Feminicidio de adulta mayor en Pinar del Río eleva a 16 las víctimas letales de mujeres en Atlántico en 2026
Feminicidio en Atlántico: 16 mujeres asesinadas en 2026

Feminicidio de adulta mayor en Pinar del Río eleva a 16 las víctimas letales de mujeres en Atlántico en 2026

Las autoridades del departamento del Atlántico se encuentran investigando el asesinato de María de los Reyes Herrera Ospino, una mujer de 61 años cuyo cuerpo sin vida fue descubierto durante la mañana del domingo 1 de marzo dentro de su residencia ubicada en el sector Altos del Río, perteneciente al barrio Pinar del Río en Barranquilla.

Hallazgo trágico y primeros indicios

Según los reportes iniciales, familiares de la víctima se dirigieron a la vivienda después de no obtener respuesta a múltiples llamadas telefónicas. Al forzar la entrada, encontraron el cuerpo de Herrera Ospino en una de las habitaciones. Los equipos policiales y del Cuerpo Técnico de Investigación (CTI) determinaron que, horas antes del hallazgo, la mujer habría sostenido una acalorada discusión con su pareja sentimental, quien presuntamente fue visto abandonando la residencia durante la mañana del domingo.
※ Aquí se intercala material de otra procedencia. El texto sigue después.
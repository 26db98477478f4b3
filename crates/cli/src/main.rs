//! Shipyard - starship catalog command-line interface
//!
//! Main entry point. Output goes to stdout, logs to stderr.

#![allow(clippy::print_stdout, clippy::print_stderr)]

mod cli;
mod context;
mod output;

use std::process::ExitCode;

use clap::Parser;
use tracing_subscriber::EnvFilter;

use crate::cli::{Cli, Command, ListArgs};
use crate::context::AppContext;

#[tokio::main]
async fn main() -> ExitCode {
    let cli = Cli::parse();
    init_tracing(cli.verbose);

    match run(cli).await {
        Ok(()) => ExitCode::SUCCESS,
        Err(err) => {
            eprintln!("error: {err:#}");
            ExitCode::FAILURE
        }
    }
}

/// `RUST_LOG` wins when set; otherwise `info`, or `debug` with `--verbose`.
fn init_tracing(verbose: bool) {
    let default_level = if verbose { "debug" } else { "info" };
    let filter =
        EnvFilter::try_from_default_env().unwrap_or_else(|_| EnvFilter::new(default_level));

    let _ = tracing_subscriber::fmt()
        .with_env_filter(filter)
        .with_writer(std::io::stderr)
        .with_target(false)
        .try_init();
}

async fn run(cli: Cli) -> anyhow::Result<()> {
    let ctx = AppContext::new(cli.config)?;

    match cli.command {
        Command::List(args) => list(&ctx, &args).await,
    }
}

async fn list(ctx: &AppContext, args: &ListArgs) -> anyhow::Result<()> {
    let starships = ctx.catalog.get_by_manufacturer(args.manufacturer.as_deref()).await?;
    let view = shipyard_core::PageView::paginate(starships, args.page, args.limit)?;

    let rendered = if args.json {
        output::render_json(&view, args.manufacturer.as_deref())?
    } else {
        output::render_table(&view)
    };
    println!("{rendered}");
    Ok(())
}
//! Configuration loader
//!
//! Builds the application configuration from an optional file plus
//! environment overrides.
//!
//! ## Loading Strategy
//! 1. Use the explicit path when one is given, otherwise probe standard paths
//! 2. Fall back to built-in defaults when no file is found
//! 3. Apply `SHIPYARD_*` environment overrides on top
//! 4. Validate the result
//!
//! ## Environment Variables
//! - `SHIPYARD_UPSTREAM_BASE_URL`: Upstream API root
//! - `SHIPYARD_PAGE_SIZE`: Listing page size
//! - `SHIPYARD_USER_AGENT`: User-Agent sent upstream
//! - `SHIPYARD_MAX_RETRIES`: Retries after the first attempt
//! - `SHIPYARD_BACKOFF_BASE`: Exponential backoff base
//! - `SHIPYARD_BACKOFF_UNIT_MS`: Backoff unit in milliseconds
//! - `SHIPYARD_TIMEOUT_SECS`: Transport timeout in seconds
//! - `SHIPYARD_TIMEOUT_SCOPE`: `overall` or `per_attempt`
//! - `SHIPYARD_CACHE_KEY`: Aggregate cache key
//! - `SHIPYARD_CACHE_EXPIRATION_SECS`: Sliding expiration in seconds
//!
//! ## File Locations
//! The loader probes the following paths (in order):
//! 1. `./shipyard.toml` or `./shipyard.json` (current working directory)
//! 2. `./config.toml` or `./config.json` (current working directory)
//! 3. The same names next to the executable

use std::path::{Path, PathBuf};
use std::str::FromStr;

use shipyard_domain::{Config, Result, ShipyardError, TimeoutScope};

const CONFIG_FILE_NAMES: [&str; 4] =
    ["shipyard.toml", "shipyard.json", "config.toml", "config.json"];

/// Load configuration with automatic fallback strategy
///
/// # Errors
/// Returns `ShipyardError::Config` if:
/// - An explicit `path` does not exist or cannot be read
/// - The file format is invalid
/// - An environment override cannot be parsed
/// - The merged configuration fails validation
pub fn load(path: Option<PathBuf>) -> Result<Config> {
    let mut config = match path.or_else(probe_config_paths) {
        Some(path) => load_from_file(&path)?,
        None => {
            tracing::debug!("No config file found, using defaults");
            Config::default()
        }
    };

    apply_env_overrides(&mut config)?;
    config.validate()?;
    Ok(config)
}

/// Load configuration from a file
///
/// Supports both JSON and TOML formats (detected by file extension). Missing
/// fields take their defaults.
///
/// # Errors
/// Returns `ShipyardError::Config` if the file is missing, unreadable or
/// malformed.
pub fn load_from_file(path: &Path) -> Result<Config> {
    if !path.exists() {
        return Err(ShipyardError::Config(format!("Config file not found: {}", path.display())));
    }

    tracing::info!(path = %path.display(), "Loading configuration from file");

    let contents = std::fs::read_to_string(path)
        .map_err(|e| ShipyardError::Config(format!("Failed to read config file: {e}")))?;

    parse_config(&contents, path)
}

/// Parse configuration from string content
///
/// Format is detected by file extension (`.json` or `.toml`).
fn parse_config(contents: &str, path: &Path) -> Result<Config> {
    let extension = path.extension().and_then(|e| e.to_str()).unwrap_or("toml");

    match extension {
        "toml" => toml::from_str(contents)
            .map_err(|e| ShipyardError::Config(format!("Invalid TOML format: {e}"))),
        "json" => serde_json::from_str(contents)
            .map_err(|e| ShipyardError::Config(format!("Invalid JSON format: {e}"))),
        _ => Err(ShipyardError::Config(format!("Unsupported config format: {extension}"))),
    }
}

/// Probe the standard locations for a configuration file
///
/// # Returns
/// The first config file found, or `None` if no file exists.
pub fn probe_config_paths() -> Option<PathBuf> {
    let mut dirs = Vec::new();

    if let Ok(cwd) = std::env::current_dir() {
        dirs.push(cwd);
    }
    if let Some(exe_dir) = std::env::current_exe().ok().and_then(|p| p.parent().map(Path::to_path_buf))
    {
        dirs.push(exe_dir);
    }

    dirs.iter()
        .flat_map(|dir| CONFIG_FILE_NAMES.iter().map(move |name| dir.join(name)))
        .find(|path| path.is_file())
}

/// Apply `SHIPYARD_*` environment overrides to `config`
///
/// # Errors
/// Returns `ShipyardError::Config` when a set variable has an invalid value.
pub fn apply_env_overrides(config: &mut Config) -> Result<()> {
    apply_overrides_from(config, |key| std::env::var(key).ok())
}

fn apply_overrides_from<F>(config: &mut Config, lookup: F) -> Result<()>
where
    F: Fn(&str) -> Option<String>,
{
    if let Some(url) = lookup("SHIPYARD_UPSTREAM_BASE_URL") {
        config.upstream.base_url = url;
    }
    if let Some(size) = parsed(&lookup, "SHIPYARD_PAGE_SIZE")? {
        config.upstream.page_size = size;
    }
    if let Some(agent) = lookup("SHIPYARD_USER_AGENT") {
        config.upstream.user_agent = agent;
    }

    if let Some(retries) = parsed(&lookup, "SHIPYARD_MAX_RETRIES")? {
        config.resilience.max_retries = retries;
    }
    if let Some(base) = parsed(&lookup, "SHIPYARD_BACKOFF_BASE")? {
        config.resilience.backoff_base = base;
    }
    if let Some(unit) = parsed(&lookup, "SHIPYARD_BACKOFF_UNIT_MS")? {
        config.resilience.backoff_unit_ms = unit;
    }
    if let Some(secs) = parsed(&lookup, "SHIPYARD_TIMEOUT_SECS")? {
        config.resilience.timeout_secs = secs;
    }
    if let Some(scope) = lookup("SHIPYARD_TIMEOUT_SCOPE") {
        config.resilience.timeout_scope = parse_timeout_scope(&scope)?;
    }

    if let Some(key) = lookup("SHIPYARD_CACHE_KEY") {
        config.cache.key = key;
    }
    if let Some(secs) = parsed(&lookup, "SHIPYARD_CACHE_EXPIRATION_SECS")? {
        config.cache.sliding_expiration_secs = secs;
    }

    Ok(())
}

/// Parse an optional environment value
///
/// # Errors
/// Returns `ShipyardError::Config` naming the variable if parsing fails.
fn parsed<T, F>(lookup: &F, key: &str) -> Result<Option<T>>
where
    T: FromStr,
    T::Err: std::fmt::Display,
    F: Fn(&str) -> Option<String>,
{
    lookup(key)
        .map(|raw| {
            raw.trim().parse::<T>().map_err(|e| {
                ShipyardError::Config(format!("Invalid value for {key} ('{raw}'): {e}"))
            })
        })
        .transpose()
}

fn parse_timeout_scope(raw: &str) -> Result<TimeoutScope> {
    match raw.trim().to_ascii_lowercase().replace('-', "_").as_str() {
        "overall" => Ok(TimeoutScope::Overall),
        "per_attempt" => Ok(TimeoutScope::PerAttempt),
        other => Err(ShipyardError::Config(format!(
            "Invalid value for SHIPYARD_TIMEOUT_SCOPE: '{other}' (expected overall or per_attempt)"
        ))),
    }
}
Las unidades forenses trasladaron el cuerpo al Instituto de Medicina Legal, donde se realizan análisis para precisar las heridas y el arma utilizada. Las informaciones preliminares coinciden en que la víctima presentaba lesiones por objeto cortopunzante, lo que fortalece la hipótesis principal de un homicidio ocurrido dentro del hogar.
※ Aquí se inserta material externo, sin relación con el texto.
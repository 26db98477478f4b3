//! SWAPI (`swapi.tech`) integration
//!
//! Implements the `StarshipSource` port on top of the resilient
//! [`HttpClient`](crate::http::HttpClient).

mod client;
mod types;

pub use client::SwapiClient;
Una cifra alarmante que sigue creciendo

Antes de este trágico suceso, los registros oficiales en el Atlántico contabilizaban 15 mujeres asesinadas durante lo transcurrido del año 2026. Con el caso de María de los Reyes Herrera Ospino, la cifra ascendió a 16 víctimas, un dato confirmado por las autoridades policiales durante la atención del hecho. Este incremento, particularmente concentrado en las últimas dos semanas, ha generado una profunda preocupación entre las comunidades y organizaciones sociales.
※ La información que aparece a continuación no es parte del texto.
//! SWAPI client for starship listing and detail lookups

use async_trait::async_trait;
use reqwest::header::{HeaderMap, HeaderValue, ACCEPT};
use reqwest::{Method, Response, Url};
use serde::de::DeserializeOwned;
use shipyard_core::{StarshipDetail, StarshipPage, StarshipSource};
use shipyard_domain::{Config, Result, ShipyardError};
use tracing::debug;

use super::types::{DetailResponse, PageResponse};
use crate::errors::InfraError;
use crate::http::HttpClient;

/// Client for the SWAPI starship endpoints
#[derive(Clone, Debug)]
pub struct SwapiClient {
    starships_url: Url,
    http_client: HttpClient,
}

impl SwapiClient {
    /// Create a client from the upstream and resilience sections of `config`.
    ///
    /// Every request carries `Accept: application/json`.
    pub fn new(config: &Config) -> Result<Self> {
        let mut headers = HeaderMap::new();
        headers.insert(ACCEPT, HeaderValue::from_static("application/json"));

        let http_client = HttpClient::builder()
            .resilience(&config.resilience)
            .user_agent(config.upstream.user_agent.clone())
            .default_headers(headers)
            .build()?;

        Self::with_http_client(&config.upstream.base_url, http_client)
    }

    /// Create a client with a custom transport (for testing)
    pub fn with_http_client(base_url: &str, http_client: HttpClient) -> Result<Self> {
        let mut base = Url::parse(base_url).map_err(|e| {
            ShipyardError::Config(format!("invalid upstream base url '{base_url}': {e}"))
        })?;
        if !base.path().ends_with('/') {
            let path = format!("{}/", base.path());
            base.set_path(&path);
        }
        let starships_url = base.join("starships").map_err(|e| {
            ShipyardError::Config(format!("invalid upstream base url '{base_url}': {e}"))
        })?;
        if starships_url.cannot_be_a_base() {
            return Err(ShipyardError::Config(format!(
                "upstream base url '{base_url}' cannot carry a path"
            )));
        }

        Ok(Self { starships_url, http_client })
    }

    fn detail_url(&self, id: &str) -> Result<Url> {
        let mut url = self.starships_url.clone();
        url.path_segments_mut()
            .map_err(|()| ShipyardError::Internal("starships url cannot be a base".into()))?
            .push(id);
        Ok(url)
    }

    async fn get_json<T: DeserializeOwned>(
        &self,
        request: reqwest::RequestBuilder,
        what: &str,
    ) -> Result<T> {
        let response = self.http_client.send(request).await?;
        let response = ensure_success(response, what).await?;

        response.json::<T>().await.map_err(|err| {
            let infra: InfraError = err.into();
            ShipyardError::from(infra)
        })
    }
}

/// Turn a non-success status into `ShipyardError::Status`, keeping the body
/// text for context.
async fn ensure_success(response: Response, what: &str) -> Result<Response> {
    let status = response.status();
    if status.is_success() {
        return Ok(response);
    }

    let body = response.text().await.unwrap_or_default();
    let detail = body.trim();
    let message = if detail.is_empty() {
        format!("failed to fetch {what}")
    } else {
        format!("failed to fetch {what}: {detail}")
    };

    Err(ShipyardError::Status { status: status.as_u16(), message })
}

#[async_trait]
impl StarshipSource for SwapiClient {
    async fn fetch_page(&self, page: u32, limit: u32) -> Result<StarshipPage> {
        debug!(page, limit, "fetching starship page");
        let request = self
            .http_client
            .request(Method::GET, self.starships_url.clone())
            .query(&[("page", page), ("limit", limit)]);

        let body: PageResponse =
            self.get_json(request, &format!("starship page {page}")).await?;
        Ok(body.into())
    }

    async fn fetch_detail(&self, id: &str) -> Result<StarshipDetail> {
        let url = self.detail_url(id)?;
        debug!(id, %url, "fetching starship detail");
        let request = self.http_client.request(Method::GET, url);

        let body: DetailResponse =
            self.get_json(request, &format!("starship details for ID {id}")).await?;
        Ok(body.into())
    }
}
Los asesinatos de mujeres en el departamento presentan características heterogéneas que complican la respuesta institucional:

  • Crímenes cometidos por parejas o exparejas sentimentales
  • Hechos perpetrados por sicarios o estructuras criminales
  • Participación de jóvenes reclutados por grupos delictivos
  • Contextos que mezclan violencia doméstica con dinámicas delincuenciales más amplias

Búsqueda del presunto agresor y avances en la investigación

Las autoridades mantienen operativos activos para ubicar a Martín Santos De la Cruz, señalado por familiares como el compañero sentimental de la víctima y la última persona vista saliendo de la vivienda durante la mañana del crimen. Testimonios recogidos en el sector indican que el hombre abandonó el inmueble luego de la presunta discusión ocurrida en la madrugada, llevándose consigo algunas pertenencias antes de que se conociera el hallazgo del cuerpo.

La Policía Metropolitana de Barranquilla adelanta verificaciones en campo para establecer la secuencia completa de movimientos registrados en la franja horaria en que se habría producido la agresión. Paralelamente, unidades del CTI y de la Policía Judicial desarrollan entrevistas exhaustivas con los familiares que encontraron el cuerpo y con vecinos que aseguran haber escuchado la discusión previa al homicidio.

Las autoridades también analizan si la víctima tenía antecedentes de denuncias, si existieron reportes previos ante comisarías de familia o si se habían registrado señales de riesgo no documentadas. Santos De la Cruz, según versiones de allegados, sería oriundo del corregimiento de Lomita Arena, en el departamento de Bolívar, y habría abandonado el sector antes de que el caso fuera reportado oficialmente.

Necesidad de respuestas integrales

Con este nuevo caso incorporado al registro de asesinatos de mujeres en 2026, se evidencia nuevamente la urgente necesidad de respuestas integrales que permitan contener la escalada de hechos violentos en el Atlántico. Aunque no todas las muertes responden a dinámicas de pareja, las autoridades han coincidido en que el fenómeno exige una mirada que abarque tanto la violencia en los hogares como las expresiones delictivas en barrios donde confluyen economías ilegales y disputas de control territorial.

Líderes comunitarios y organizaciones sociales han señalado la importancia de abordajes más completos, en los que se precise la motivación de cada caso y se establezca si existe relación entre redes criminales y la vulnerabilidad de ciertas zonas o poblaciones. Aunque estas hipótesis permanecen abiertas, las autoridades locales han reconocido que la tendencia actual exige análisis detallados para fortalecer la capacidad preventiva y proteger a las mujeres del departamento.